## ABOUT THIS TASK
Down to the last line below, give the listing again exactly.

## DATA SHOWN
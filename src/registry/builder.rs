//! Explicit handler registration.

use std::any::{type_name, Any, TypeId};
use std::collections::hash_map::Entry;
use std::collections::HashMap;
use std::sync::Arc;

use crate::command::{CommandContext, CommandMessage, CommandType, Outcome};
use crate::error::{DispatchError, HandlerFailure};

use super::binding::{HandlerBinding, HandlerShape};
use super::error::InvalidHandlerDefinition;
use super::registry::HandlerRegistry;

/// Collects handler bindings for a target type `T`.
///
/// Uses builder pattern — every registration returns `self` for chaining.
/// Nothing is validated until `build()`.
pub struct HandlerRegistryBuilder<T> {
    bindings: Vec<HandlerBinding<T>>,
}

impl<T: Send + Sync + 'static> HandlerRegistryBuilder<T> {
    pub fn new() -> Self {
        Self {
            bindings: Vec::new(),
        }
    }

    /// Register a handler with an explicit shape.
    ///
    /// This is the form `#[command_handlers]` expands to. The handler always
    /// receives a context; if `shape.accepts_context` is false it is an
    /// empty one. For void shapes the returned outcome is discarded.
    pub fn bind<C, F>(mut self, method: &'static str, shape: HandlerShape, handler: F) -> Self
    where
        C: Any + Send,
        F: Fn(&T, C, &CommandContext) -> Result<Outcome, HandlerFailure> + Send + Sync + 'static,
    {
        let command_type = CommandType::of::<C>();
        let invoker = move |target: &T,
                            command: CommandMessage,
                            ctx: &CommandContext|
              -> Result<Outcome, DispatchError> {
            let command = command
                .downcast::<C>()
                .map_err(|message| DispatchError::Invocation {
                    command_type: message.command_type(),
                    method,
                    reason: format!("expected command of type {}", command_type),
                })?;
            handler(target, command, ctx).map_err(DispatchError::Handler)
        };
        self.bindings.push(HandlerBinding::new(
            command_type,
            method,
            shape,
            Box::new(invoker),
        ));
        self
    }

    /// Register a handler that returns a value.
    pub fn command<C, R, E, F>(self, method: &'static str, handler: F) -> Self
    where
        C: Any + Send,
        R: Any + Send,
        E: Into<HandlerFailure>,
        F: Fn(&T, C) -> Result<R, E> + Send + Sync + 'static,
    {
        self.bind(method, HandlerShape::new(false, true), move |target, command: C, _ctx| {
            handler(target, command).map(Outcome::value).map_err(Into::into)
        })
    }

    /// Register a handler that returns a value and reads the context.
    pub fn command_with_context<C, R, E, F>(self, method: &'static str, handler: F) -> Self
    where
        C: Any + Send,
        R: Any + Send,
        E: Into<HandlerFailure>,
        F: Fn(&T, C, &CommandContext) -> Result<R, E> + Send + Sync + 'static,
    {
        self.bind(method, HandlerShape::new(true, true), move |target, command: C, ctx| {
            handler(target, command, ctx).map(Outcome::value).map_err(Into::into)
        })
    }

    /// Register a handler without a result.
    pub fn void_command<C, E, F>(self, method: &'static str, handler: F) -> Self
    where
        C: Any + Send,
        E: Into<HandlerFailure>,
        F: Fn(&T, C) -> Result<(), E> + Send + Sync + 'static,
    {
        self.bind(method, HandlerShape::new(false, false), move |target, command: C, _ctx| {
            handler(target, command).map(|()| Outcome::Void).map_err(Into::into)
        })
    }

    /// Register a handler without a result that reads the context.
    pub fn void_command_with_context<C, E, F>(self, method: &'static str, handler: F) -> Self
    where
        C: Any + Send,
        E: Into<HandlerFailure>,
        F: Fn(&T, C, &CommandContext) -> Result<(), E> + Send + Sync + 'static,
    {
        self.bind(method, HandlerShape::new(true, false), move |target, command: C, ctx| {
            handler(target, command, ctx).map(|()| Outcome::Void).map_err(Into::into)
        })
    }

    /// Validate the collected bindings and tie them to `target`.
    pub fn build(self, target: Arc<T>) -> Result<HandlerRegistry<T>, InvalidHandlerDefinition> {
        let mut bindings: HashMap<TypeId, HandlerBinding<T>> =
            HashMap::with_capacity(self.bindings.len());

        for binding in self.bindings {
            let command_type = binding.command_type();
            if command_type.is::<CommandContext>() || command_type.is::<CommandMessage>() {
                return Err(InvalidHandlerDefinition::ReservedCommandType {
                    command_type,
                    method: binding.method_name(),
                });
            }

            match bindings.entry(command_type.id()) {
                Entry::Occupied(existing) => {
                    return Err(InvalidHandlerDefinition::DuplicateCommandType {
                        command_type,
                        first: existing.get().method_name(),
                        second: binding.method_name(),
                    });
                }
                Entry::Vacant(slot) => {
                    slot.insert(binding);
                }
            }
        }

        tracing::debug!(
            target_type = type_name::<T>(),
            handlers = bindings.len(),
            "built command handler registry"
        );

        Ok(HandlerRegistry::new(target, bindings))
    }
}

impl<T: Send + Sync + 'static> Default for HandlerRegistryBuilder<T> {
    fn default() -> Self {
        Self::new()
    }
}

## TASK RESULT
filename src/registry/builder.rs
//! Explicit handler registration.

use std::any::{type_name, Any, TypeId};
use std::collections::hash_map::Entry;
use std::collections::HashMap;
use std::sync::Arc;

use crate::command::{CommandContext, CommandMessage, CommandType, Outcome};
use crate::error::{DispatchError, HandlerFailure};

use super::binding::{HandlerBinding, HandlerShape};
use super::error::InvalidHandlerDefinition;
use super::registry::HandlerRegistry;

/// Collects handler bindings for a target type `T`.
///
/// Uses builder pattern — every registration returns `self` for chaining.
/// Nothing is validated until `build()`.
pub struct HandlerRegistryBuilder<T> {
    bindings: Vec<HandlerBinding<T>>,
}

impl<T: Send + Sync + 'static> HandlerRegistryBuilder<T> {
    pub fn new() -> Self {
        Self {
            bindings: Vec::new(),
        }
    }

    /// Register a handler with an explicit shape.
    ///
    /// This is the form `#[command_handlers]` expands to. The handler always
    /// receives a context; if `shape.accepts_context` is false it is an
    /// empty one. For void shapes the returned outcome is discarded.
    pub fn bind<C, F>(mut self, method: &'static str, shape: HandlerShape, handler: F) -> Self
    where
        C: Any + Send,
        F: Fn(&T, C, &CommandContext) -> Result<Outcome, HandlerFailure> + Send + Sync + 'static,
    {
        let command_type = CommandType::of::<C>();
        let invoker = move |target: &T,
                            command: CommandMessage,
                            ctx: &CommandContext|
              -> Result<Outcome, DispatchError> {
            let command = command
                .downcast::<C>()
                .map_err(|message| DispatchError::Invocation {
                    command_type: message.command_type(),
                    method,
                    reason: format!("expected command of type {}", command_type),
                })?;
            handler(target, command, ctx).map_err(DispatchError::Handler)
        };
        self.bindings.push(HandlerBinding::new(
            command_type,
            method,
            shape,
            Box::new(invoker),
        ));
        self
    }

    /// Register a handler that returns a value.
    pub fn command<C, R, E, F>(self, method: &'static str, handler: F) -> Self
    where
        C: Any + Send,
        R: Any + Send,
        E: Into<HandlerFailure>,
        F: Fn(&T, C) -> Result<R, E> + Send + Sync + 'static,
    {
        self.bind(method, HandlerShape::new(false, true), move |target, command: C, _ctx| {
            handler(target, command).map(Outcome::value).map_err(Into::into)
        })
    }

    /// Register a handler that returns a value and reads the context.
    pub fn command_with_context<C, R, E, F>(self, method: &'static str, handler: F) -> Self
    where
        C: Any + Send,
        R: Any + Send,
        E: Into<HandlerFailure>,
        F: Fn(&T, C, &CommandContext) -> Result<R, E> + Send + Sync + 'static,
    {
        self.bind(method, HandlerShape::new(true, true), move |target, command: C, ctx| {
            handler(target, command, ctx).map(Outcome::value).map_err(Into::into)
        })
    }

    /// Register a handler without a result.
    pub fn void_command<C, E, F>(self, method: &'static str, handler: F) -> Self
    where
        C: Any + Send,
        E: Into<HandlerFailure>,
        F: Fn(&T, C) -> Result<(), E> + Send + Sync + 'static,
    {
        self.bind(method, HandlerShape::new(false, false), move |target, command: C, _ctx| {
            handler(target, command).map(|()| Outcome::Void).map_err(Into::into)
        })
    }

    /// Register a handler without a result that reads the context.
    pub fn void_command_with_context<C, E, F>(self, method: &'static str, handler: F) -> Self
    where
        C: Any + Send,
        E: Into<HandlerFailure>,
        F: Fn(&T, C, &CommandContext) -> Result<(), E> + Send + Sync + 'static,
    {
        self.bind(method, HandlerShape::new(true, false), move |target, command: C, ctx| {
            handler(target, command, ctx).map(|()| Outcome::Void).map_err(Into::into)
        })
    }

    /// Validate the collected bindings and tie them to `target`.
    pub fn build(self, target: Arc<T>) -> Result<HandlerRegistry<T>, InvalidHandlerDefinition> {
        let mut bindings: HashMap<TypeId, HandlerBinding<T>> =
            HashMap::with_capacity(self.bindings.len());

        for binding in self.bindings {
            let command_type = binding.command_type();
            if command_type.is::<CommandContext>() || command_type.is::<CommandMessage>() {
                return Err(InvalidHandlerDefinition::ReservedCommandType {
                    command_type,
                    method: binding.method_name(),
                });
            }

            match bindings.entry(command_type.id()) {
                Entry::Occupied(existing) => {
                    return Err(InvalidHandlerDefinition::DuplicateCommandType {
                        command_type,
                        first: existing.get().method_name(),
                        second: binding.method_name(),
                    });
                }
                Entry::Vacant(slot) => {
                    slot.insert(binding);
                }
            }
        }

        tracing::debug!(
            target_type = type_name::<T>(),
            handlers = bindings.len(),
            "built command handler registry"
        );

        Ok(HandlerRegistry::new(target, bindings))
    }
}

impl<T: Send + Sync + 'static> Default for HandlerRegistryBuilder<T> {
    fn default() -> Self {
        Self::new()
    }
}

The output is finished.